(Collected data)
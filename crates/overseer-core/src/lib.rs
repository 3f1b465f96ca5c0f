//! overseer-core
//!
//! 「今集めて、後で評価する」パイプライン overseer のコア部品。
//!
//! # モジュール
//! - **domain**: ドメインモデル（ID、Task、Target、CacheEntry、Alert、タイムスタンプ、エラー）
//! - **ports**: ケイパビリティ trait（CacheService, QueryService, PolicyService, NotifyService, Clock, IdGenerator）
//! - **app**: オーケストレーション（Runner, Evaluator, PipelineBuilder, JobContext）
//! - **impls**: 同梱アダプタ（インメモリ / ファイルキャッシュ、コマンド実行の query と policy、JSON Lines 通知、クエリディレクトリ読み込み）
//! - **config**: `overseer.toml` と環境変数による上書き

pub mod app;
pub mod config;
pub mod domain;
pub mod impls;
pub mod ports;

#[cfg(test)]
mod testing;
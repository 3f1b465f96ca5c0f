//! Command-backed capabilities - 外部プログラムによる query / policy
//!
//! クエリエンジンとポリシーエンジンは外部プログラム。呼び出しごとに
//! 設定されたコマンドを起動し、stdin に入力を書き、stdout から JSON を読む。
//! 終了コードが 0 以外なら、捕まえた stderr 付きで失敗にする。
//!
//! # 学習ポイント
//! - tokio::process による子プロセスの起動と入出力
//! - CancellationToken で子プロセスを kill（`kill_on_drop` で future の破棄時も）

use std::process::Stdio;

use async_trait::async_trait;
use serde::{Deserialize, Serialize};
use tokio::io::AsyncWriteExt;
use tokio::process::Command;
use tokio_util::sync::CancellationToken;
use tracing::{debug, trace};

use crate::domain::{AlertBody, CacheEntry, CapabilityError, Task};
use crate::ports::{PolicyService, QueryService};

/// CommandSpec は外部コマンドのプログラムと引数
#[derive(Debug, Clone, PartialEq, Eq, Serialize, Deserialize)]
pub struct CommandSpec {
    /// 実行ファイル（PATH から探す）
    pub program: String,
    /// 引数
    #[serde(default)]
    pub args: Vec<String>,
    /// 追加の環境変数
    #[serde(default)]
    pub env: Vec<(String, String)>,
}

impl CommandSpec {
    /// argv から作成。空（または先頭が空白だけ）なら None
    pub fn from_argv(argv: &[String]) -> Option<Self> {
        let (program, args) = argv.split_first()?;
        if program.trim().is_empty() {
            return None;
        }
        Some(Self {
            program: program.clone(),
            args: args.to_vec(),
            env: Vec::new(),
        })
    }

    /// 環境変数を追加
    pub fn with_env(mut self, key: impl Into<String>, value: impl Into<String>) -> Self {
        self.env.push((key.into(), value.into()));
        self
    }
}

/// `spec` を起動し、`input` を stdin に流して stdout を集める
///
/// `cancel` の発火時、または返した future の破棄時に子プロセスを kill する。
pub(crate) async fn run_command(
    spec: &CommandSpec,
    input: Vec<u8>,
    cancel: Option<&CancellationToken>,
) -> Result<Vec<u8>, CapabilityError> {
    trace!(program = %spec.program, args = ?spec.args, "spawn");

    let mut cmd = Command::new(&spec.program);
    cmd.args(&spec.args)
        .envs(spec.env.iter().map(|(k, v)| (k.as_str(), v.as_str())))
        .stdin(Stdio::piped())
        .stdout(Stdio::piped())
        .stderr(Stdio::piped())
        .kill_on_drop(true);

    let mut child = cmd.spawn()?;
    let mut stdin = child
        .stdin
        .take()
        .ok_or_else(|| CapabilityError::Failed("stdin was not captured".to_string()))?;
    let writer = tokio::spawn(async move {
        // 入力を読まずに終わるプログラムもある。broken pipe は終了コードで判断する
        let _ = stdin.write_all(&input).await;
        let _ = stdin.shutdown().await;
    });

    let cancelled = async {
        match cancel {
            Some(token) => token.cancelled().await,
            None => std::future::pending().await,
        }
    };

    let output = tokio::select! {
        out = child.wait_with_output() => out?,
        _ = cancelled => {
            debug!(program = %spec.program, "cancelled; killing child");
            writer.abort();
            return Err(CapabilityError::Cancelled);
        }
    };
    let _ = writer.await;

    if !output.status.success() {
        return Err(CapabilityError::Exit {
            status: output.status.to_string(),
            stderr: String::from_utf8_lossy(&output.stderr).trim().to_string(),
        });
    }
    Ok(output.stdout)
}

fn is_blank(bytes: &[u8]) -> bool {
    bytes.iter().all(u8::is_ascii_whitespace)
}

/// CommandQuery はクエリ本文をコマンドの stdin に流す QueryService
///
/// 子プロセスには `OVERSEER_TASK_ID` を設定する。出力が空なら空の行集合。
pub struct CommandQuery {
    spec: CommandSpec,
}

impl CommandQuery {
    /// コマンドを指定して作成
    pub fn new(spec: CommandSpec) -> Self {
        Self { spec }
    }
}

#[async_trait]
impl QueryService for CommandQuery {
    async fn execute(
        &self,
        task: &Task,
        cancel: &CancellationToken,
    ) -> Result<serde_json::Value, CapabilityError> {
        let spec = self
            .spec
            .clone()
            .with_env("OVERSEER_TASK_ID", task.id().as_str());
        let stdout = run_command(&spec, task.query().as_bytes().to_vec(), Some(cancel)).await?;
        if is_blank(&stdout) {
            return Ok(serde_json::Value::Array(Vec::new()));
        }
        Ok(serde_json::from_slice(&stdout)?)
    }
}

/// policy コマンドが出力してよい形
#[derive(Debug, Deserialize)]
#[serde(untagged)]
enum PolicyOutput {
    List(Vec<AlertBody>),
    Wrapped { alerts: Vec<AlertBody> },
}

/// CommandPolicy はキャッシュ 1 件の評価をコマンドに任せる PolicyService
///
/// # 入出力
/// - stdin: `{"task_id": ..., "stored_at": ..., "payload": ...}`
/// - stdout: AlertBody の JSON 配列、または `{"alerts": [...]}`
pub struct CommandPolicy {
    spec: CommandSpec,
}

impl CommandPolicy {
    /// コマンドを指定して作成
    pub fn new(spec: CommandSpec) -> Self {
        Self { spec }
    }
}

#[async_trait]
impl PolicyService for CommandPolicy {
    async fn evaluate(&self, entry: &CacheEntry) -> Result<Vec<AlertBody>, CapabilityError> {
        let input = serde_json::to_vec(entry)?;
        let stdout = run_command(&self.spec, input, None).await?;
        if is_blank(&stdout) {
            return Ok(Vec::new());
        }
        let bodies = match serde_json::from_slice::<PolicyOutput>(&stdout)? {
            PolicyOutput::List(bodies) => bodies,
            PolicyOutput::Wrapped { alerts } => alerts,
        };
        Ok(bodies)
    }
}

#[cfg(all(test, unix))]
mod tests {
    use super::*;
    use crate::domain::TaskId;
    use chrono::Utc;
    use serde_json::json;
    use std::time::{Duration, Instant};

    fn sh(script: &str) -> CommandSpec {
        CommandSpec::from_argv(&["sh".to_string(), "-c".to_string(), script.to_string()]).unwrap()
    }

    fn task() -> Task {
        Task::new(TaskId::new("t1").unwrap(), ["x"], "SELECT 42")
    }

    #[test]
    fn empty_argv_has_no_spec() {
        assert!(CommandSpec::from_argv(&[]).is_none());
        assert!(CommandSpec::from_argv(&["".to_string()]).is_none());
    }

    #[tokio::test]
    async fn query_reads_json_rows() {
        let query = CommandQuery::new(sh(
            r#"read q; printf '[{"query":"%s","task":"%s"}]' "$q" "$OVERSEER_TASK_ID""#,
        ));
        let rows = query.execute(&task(), &CancellationToken::new()).await.unwrap();
        assert_eq!(rows, json!([{"query": "SELECT 42", "task": "t1"}]));
    }

    #[tokio::test]
    async fn query_without_output_is_empty() {
        let query = CommandQuery::new(sh("cat > /dev/null"));
        let rows = query.execute(&task(), &CancellationToken::new()).await.unwrap();
        assert_eq!(rows, json!([]));
    }

    #[tokio::test]
    async fn non_zero_exit_carries_stderr() {
        let query = CommandQuery::new(sh("echo 'quota exceeded' >&2; exit 3"));
        let err = query.execute(&task(), &CancellationToken::new()).await.unwrap_err();
        assert!(matches!(err, CapabilityError::Exit { ref stderr, .. } if stderr == "quota exceeded"));
    }

    #[tokio::test]
    async fn cancellation_kills_the_command() {
        let query = CommandQuery::new(sh("sleep 30"));
        let cancel = CancellationToken::new();
        let trigger = cancel.clone();
        tokio::spawn(async move {
            tokio::time::sleep(Duration::from_millis(100)).await;
            trigger.cancel();
        });

        let started = Instant::now();
        let err = query.execute(&task(), &cancel).await.unwrap_err();
        assert!(matches!(err, CapabilityError::Cancelled));
        assert!(started.elapsed() < Duration::from_secs(10));
    }

    #[tokio::test]
    async fn policy_accepts_both_output_shapes() {
        let entry = CacheEntry::new(TaskId::new("t1").unwrap(), Utc::now(), json!([{"n": 1}]));

        let list = CommandPolicy::new(sh(r#"cat > /dev/null; echo '[{"title":"a"},{"title":"b"}]'"#));
        let bodies = list.evaluate(&entry).await.unwrap();
        assert_eq!(bodies.len(), 2);
        assert_eq!(bodies[1].title, "b");

        let wrapped = CommandPolicy::new(sh(r#"cat > /dev/null; echo '{"alerts":[{"title":"c"}]}'"#));
        let bodies = wrapped.evaluate(&entry).await.unwrap();
        assert_eq!(bodies, vec![AlertBody::new("c")]);

        let silent = CommandPolicy::new(sh("cat > /dev/null"));
        assert!(silent.evaluate(&entry).await.unwrap().is_empty());
    }

    #[tokio::test]
    async fn policy_receives_the_cached_entry() {
        let entry = CacheEntry::new(TaskId::new("t9").unwrap(), Utc::now(), json!({"k": "v"}));
        // task id をそのまま title として返す
        let policy = CommandPolicy::new(sh(
            r#"id=$(sed -n 's/.*"task_id":"\([^"]*\)".*/\1/p'); printf '[{"title":"%s"}]' "$id""#,
        ));
        let bodies = policy.evaluate(&entry).await.unwrap();
        assert_eq!(bodies[0].title, "t9");
    }
}
//! サブコマンドの配線: 設定 → アダプタ → オーケストレータ

use std::sync::Arc;

use anyhow::Context;
use overseer_core::app::{JobContext, PipelineBuilder};
use overseer_core::config::{AppConfig, CacheBackend, CacheConfig, NotifyConfig, NotifyKind};
use overseer_core::domain::{JobId, Target};
use overseer_core::impls::{
    CommandPolicy, CommandQuery, FileCache, InMemoryCache, JsonLinesNotify, load_tasks,
};
use overseer_core::ports::{CacheService, NotifyService};
use tokio_util::sync::CancellationToken;
use tracing::{info, warn};

use crate::cli::{EvalArgs, RunArgs};

pub async fn run(args: RunArgs, cfg: &AppConfig, cancel: CancellationToken) -> anyhow::Result<()> {
    let job_id = JobId::new(args.job_id)?;
    let tasks = load_tasks(&args.query_dir)
        .with_context(|| format!("load tasks from {}", args.query_dir.display()))?;
    let target = Target::new(args.tags, args.ids);

    let query = cfg
        .query
        .spec()
        .context("query.command is not configured")?;
    let runner = PipelineBuilder::new()
        .with_cache(open_cache(&cfg.cache))
        .with_query(Arc::new(CommandQuery::new(query)))
        .run_settings(cfg.run.settings(args.reset))
        .build_runner()?;

    let ctx = JobContext::with_cancel(job_id, cancel);
    let report = runner.run(&ctx, &tasks, &target).await?;
    eprintln!(
        "job {}: cached {} task result(s)",
        ctx.job_id(),
        report.cached.len()
    );
    Ok(())
}

pub async fn eval(args: EvalArgs, cfg: &AppConfig, cancel: CancellationToken) -> anyhow::Result<()> {
    let job_id = JobId::new(args.job_id)?;

    let policy = cfg
        .policy
        .spec()
        .context("policy.command is not configured")?;
    let evaluator = PipelineBuilder::new()
        .with_cache(open_cache(&cfg.cache))
        .with_policy(Arc::new(CommandPolicy::new(policy)))
        .with_notify(open_notify(&cfg.notify).await?)
        .eval_settings(cfg.eval.settings())
        .build_evaluator()?;

    let ctx = JobContext::with_cancel(job_id, cancel);
    let report = evaluator.eval(&ctx).await?;
    eprintln!(
        "job {}: evaluated {} entr(ies), dispatched {} alert(s)",
        ctx.job_id(),
        report.entries,
        report.alerts.len()
    );
    Ok(())
}

fn open_cache(cfg: &CacheConfig) -> Arc<dyn CacheService> {
    match cfg.backend {
        CacheBackend::Memory => {
            warn!("memory cache selected; results do not outlive this process");
            Arc::new(InMemoryCache::new())
        }
        CacheBackend::File => {
            info!(dir = %cfg.dir.display(), "using file cache");
            Arc::new(FileCache::new(cfg.dir.clone()))
        }
    }
}

async fn open_notify(cfg: &NotifyConfig) -> anyhow::Result<Arc<dyn NotifyService>> {
    match cfg.kind {
        NotifyKind::Stdout => Ok(Arc::new(JsonLinesNotify::stdout())),
        NotifyKind::File => {
            let path = cfg
                .path
                .as_deref()
                .context("notify.path is required when notify.kind = \"file\"")?;
            let notify = JsonLinesNotify::append_to(path)
                .await
                .with_context(|| format!("open alert log {}", path.display()))?;
            Ok(Arc::new(notify))
        }
    }
}
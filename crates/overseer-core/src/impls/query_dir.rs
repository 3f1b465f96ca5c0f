//! Task source - `.sql` ファイルのディレクトリツリーからタスクを読む
//!
//! # 規則
//! - 再帰的に探索し、パス順に読む（タスク順が再現可能）
//! - 既定の TaskId はファイル名の stem（`-- id:` ヘッダで上書き可）
//! - 読み込み後に [`validate_tasks`] で検証

use std::path::{Path, PathBuf};

use thiserror::Error;
use tracing::debug;

use crate::domain::{OverseerError, Task, validate_tasks};

const QUERY_EXT: &str = "sql";

/// TaskSourceError はタスク読み込みのエラー
#[derive(Debug, Error)]
pub enum TaskSourceError {
    #[error("fail to read {path}: {source}")]
    Io {
        path: PathBuf,
        #[source]
        source: std::io::Error,
    },

    #[error("{path}: {source}")]
    Task {
        path: PathBuf,
        #[source]
        source: OverseerError,
    },

    #[error(transparent)]
    Invalid(#[from] OverseerError),
}

/// `dir` 以下のすべての `.sql` をタスクとして読み込む
///
/// # エラー
/// - `Io`: ディレクトリ・ファイルが読めない
/// - `Task`: ヘッダが不正なファイル（パス付き）
/// - `Invalid`: タスクが 0 件、または ID の重複
pub fn load_tasks(dir: &Path) -> Result<Vec<Task>, TaskSourceError> {
    let files = list_query_files(dir)?;

    let mut tasks = Vec::with_capacity(files.len());
    for path in files {
        let text = std::fs::read_to_string(&path).map_err(|source| TaskSourceError::Io {
            path: path.clone(),
            source,
        })?;
        let stem = path
            .file_stem()
            .map(|s| s.to_string_lossy().into_owned())
            .unwrap_or_default();
        let task = Task::from_query(&stem, &text)
            .map_err(|source| TaskSourceError::Task {
                path: path.clone(),
                source,
            })?;
        debug!(task_id = %task.id(), path = %path.display(), "loaded task");
        tasks.push(task);
    }

    validate_tasks(&tasks)?;
    Ok(tasks)
}

fn list_query_files(dir: &Path) -> Result<Vec<PathBuf>, TaskSourceError> {
    let io_err = |source| TaskSourceError::Io {
        path: dir.to_path_buf(),
        source,
    };

    let mut entries: Vec<_> = std::fs::read_dir(dir)
        .map_err(io_err)?
        .collect::<Result<_, _>>()
        .map_err(io_err)?;
    entries.sort_by_key(|e| e.path());

    let mut files = Vec::new();
    for entry in entries {
        let path = entry.path();
        let file_type = entry.file_type().map_err(io_err)?;
        if file_type.is_dir() {
            files.extend(list_query_files(&path)?);
        } else if path.extension().is_some_and(|ext| ext == QUERY_EXT) {
            files.push(path);
        }
    }
    Ok(files)
}

#[cfg(test)]
mod tests {
    use super::*;
    use std::fs;

    #[test]
    fn loads_nested_sql_files_in_path_order() {
        let dir = tempfile::tempdir().unwrap();
        fs::create_dir_all(dir.path().join("auth")).unwrap();
        fs::write(dir.path().join("b.sql"), "SELECT 'b'").unwrap();
        fs::write(
            dir.path().join("auth").join("logins.sql"),
            "-- id: failed_logins\n-- tags: auth\nSELECT 1",
        )
        .unwrap();
        fs::write(dir.path().join("a.sql"), "-- tags: daily\nSELECT 'a'").unwrap();
        fs::write(dir.path().join("notes.txt"), "not a query").unwrap();

        let tasks = load_tasks(dir.path()).unwrap();
        let ids: Vec<&str> = tasks.iter().map(|t| t.id().as_str()).collect();
        assert_eq!(ids, vec!["a", "failed_logins", "b"]);
        assert!(tasks[0].tags().contains("daily"));
    }

    #[test]
    fn empty_directory_has_no_tasks() {
        let dir = tempfile::tempdir().unwrap();
        let err = load_tasks(dir.path()).unwrap_err();
        assert!(matches!(
            err,
            TaskSourceError::Invalid(OverseerError::NoTasksConfigured)
        ));
    }

    #[test]
    fn duplicate_ids_across_files_are_rejected() {
        let dir = tempfile::tempdir().unwrap();
        fs::write(dir.path().join("one.sql"), "-- id: same\nSELECT 1").unwrap();
        fs::write(dir.path().join("two.sql"), "-- id: same\nSELECT 2").unwrap();

        let err = load_tasks(dir.path()).unwrap_err();
        assert!(matches!(
            err,
            TaskSourceError::Invalid(OverseerError::DuplicateTaskId(_))
        ));
    }

    #[test]
    fn missing_directory_is_an_io_error() {
        let dir = tempfile::tempdir().unwrap();
        let err = load_tasks(&dir.path().join("absent")).unwrap_err();
        assert!(matches!(err, TaskSourceError::Io { .. }));
    }
}
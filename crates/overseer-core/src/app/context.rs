//! JobContext - フェーズが共有する現在のジョブの情報

use tokio_util::sync::CancellationToken;

use crate::domain::JobId;

/// JobContext は JobId と、1 回のコマンド実行のキャンセル信号
///
/// Clone はトークンを共有する（どれか 1 つで cancel すれば全体に伝わる）。
#[derive(Debug, Clone)]
pub struct JobContext {
    job_id: JobId,
    cancel: CancellationToken,
}

impl JobContext {
    /// 新しいトークンで作成
    pub fn new(job_id: JobId) -> Self {
        Self::with_cancel(job_id, CancellationToken::new())
    }

    /// 外部のトークン（Ctrl+C など）と結び付けて作成
    pub fn with_cancel(job_id: JobId, cancel: CancellationToken) -> Self {
        Self { job_id, cancel }
    }

    /// 対象ジョブ
    pub fn job_id(&self) -> &JobId {
        &self.job_id
    }

    /// キャンセルトークン
    pub fn cancel_token(&self) -> &CancellationToken {
        &self.cancel
    }

    /// キャンセル済みか
    pub fn is_cancelled(&self) -> bool {
        self.cancel.is_cancelled()
    }
}
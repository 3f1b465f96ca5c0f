//! Alert - 検証済みの通知レコード
//!
//! [`AlertBody`] は Policy が返す未検証の内容、[`Alert`] はそこから構築した
//! 検証済みレコード（ID・スキーマバージョン・JobId・絶対時刻を持つ）。
//!
//! # 学習ポイント
//! - 構築時検証: 不正な Alert は値として存在できない（フィールドは private）
//! - Clock / IdGenerator の注入による決定的なテスト
//! - ID は検証と時刻解決が成功してから発行する（失敗した Alert は ID を消費しない）

use chrono::{DateTime, Utc};
use serde::{Deserialize, Serialize};

use super::attrs::Attrs;
use super::errors::OverseerError;
use super::ids::{AlertId, JobId};
use super::timestamp::TimestampInput;
use crate::ports::{Clock, IdGenerator};

/// すべての Alert に刻むスキーマバージョン
pub const ALERT_SCHEMA_VERSION: &str = "v0";

/// AlertBody は Policy 評価が返す未検証の Alert 内容
#[derive(Debug, Clone, Default, PartialEq, Serialize, Deserialize)]
pub struct AlertBody {
    /// Alert の短い要約（必須）
    #[serde(default)]
    pub title: String,

    /// 詳細（省略時は空文字列）
    #[serde(default)]
    pub description: String,

    /// 発生時刻（省略時は構築時の現在時刻）
    #[serde(default)]
    pub timestamp: Option<TimestampInput>,

    /// 任意属性
    #[serde(default)]
    pub attrs: Attrs,
}

impl AlertBody {
    /// タイトルだけを持つ AlertBody を作成
    pub fn new(title: impl Into<String>) -> Self {
        Self {
            title: title.into(),
            ..Default::default()
        }
    }

    /// 必須項目を検証（title が空なら MissingTitle）
    pub fn validate(&self) -> Result<(), OverseerError> {
        if self.title.is_empty() {
            return Err(OverseerError::MissingTitle);
        }
        Ok(())
    }
}

/// Alert は検証済みで ID を持つ通知。構築後は不変
///
/// # 不変条件
/// - `title` は空でない
/// - `version` は [`ALERT_SCHEMA_VERSION`]
/// - `timestamp` は null instant ではない
#[derive(Debug, Clone, PartialEq, Serialize, Deserialize)]
pub struct Alert {
    id: AlertId,
    version: String,
    job_id: JobId,
    timestamp: DateTime<Utc>,
    title: String,
    description: String,
    attrs: Attrs,
}

impl Alert {
    /// `body` を検証して `job_id` の Alert を構築
    ///
    /// # 順序
    /// 1. `AlertBody::validate`（title が先なので、空 title は時刻が不正でも MissingTitle）
    /// 2. timestamp の解決（欠落・null instant なら `clock.now()`）
    /// 3. `ids.generate_alert_id()`
    pub fn new(
        job_id: &JobId,
        body: AlertBody,
        clock: &dyn Clock,
        ids: &dyn IdGenerator,
    ) -> Result<Self, OverseerError> {
        body.validate()?;

        let resolved = match &body.timestamp {
            None => None,
            Some(input) => input.resolve()?,
        };
        let timestamp = resolved.unwrap_or_else(|| clock.now());

        Ok(Self {
            id: ids.generate_alert_id(),
            version: ALERT_SCHEMA_VERSION.to_string(),
            job_id: job_id.clone(),
            timestamp,
            title: body.title,
            description: body.description,
            attrs: body.attrs,
        })
    }

    /// 外部で生成された Alert を JSON からデコード
    ///
    /// 未知のスキーマバージョンは UnsupportedAlertVersion で拒否する。
    pub fn from_json(bytes: &[u8]) -> Result<Self, OverseerError> {
        let alert: Alert = serde_json::from_slice(bytes)
            .map_err(|e| OverseerError::InvalidAlert(e.to_string()))?;
        if !alert.is_supported_version() {
            return Err(OverseerError::UnsupportedAlertVersion(alert.version));
        }
        if alert.title.is_empty() {
            return Err(OverseerError::MissingTitle);
        }
        Ok(alert)
    }

    /// このビルドが扱えるスキーマバージョンか
    pub fn is_supported_version(&self) -> bool {
        self.version == ALERT_SCHEMA_VERSION
    }

    /// Alert の ID（UUIDv7）
    pub fn id(&self) -> AlertId {
        self.id
    }

    /// スキーマバージョン
    pub fn version(&self) -> &str {
        &self.version
    }

    /// Alert を生成したジョブ
    pub fn job_id(&self) -> &JobId {
        &self.job_id
    }

    /// 解決済みの発生時刻
    pub fn timestamp(&self) -> DateTime<Utc> {
        self.timestamp
    }

    /// タイトル
    pub fn title(&self) -> &str {
        &self.title
    }

    /// 詳細
    pub fn description(&self) -> &str {
        &self.description
    }

    /// 任意属性
    pub fn attrs(&self) -> &Attrs {
        &self.attrs
    }
}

> **Exercise brief**: Could you print exactly the lines from the one containing "self.version == ALERT_SCHEMA_VERSION" through the last line of the records above?

> **Task result**:
        self.version == ALERT_SCHEMA_VERSION
    }

    /// Alert の ID（UUIDv7）
    pub fn id(&self) -> AlertId {
        self.id
    }

    /// スキーマバージョン
    pub fn version(&self) -> &str {
        &self.version
    }

    /// Alert を生成したジョブ
    pub fn job_id(&self) -> &JobId {
        &self.job_id
    }

    /// 解決済みの発生時刻
    pub fn timestamp(&self) -> DateTime<Utc> {
        self.timestamp
    }

    /// タイトル
    pub fn title(&self) -> &str {
        &self.title
    }

    /// 詳細
    pub fn description(&self) -> &str {
        &self.description
    }

    /// 任意属性
    pub fn attrs(&self) -> &Attrs {
        &self.attrs
    }
}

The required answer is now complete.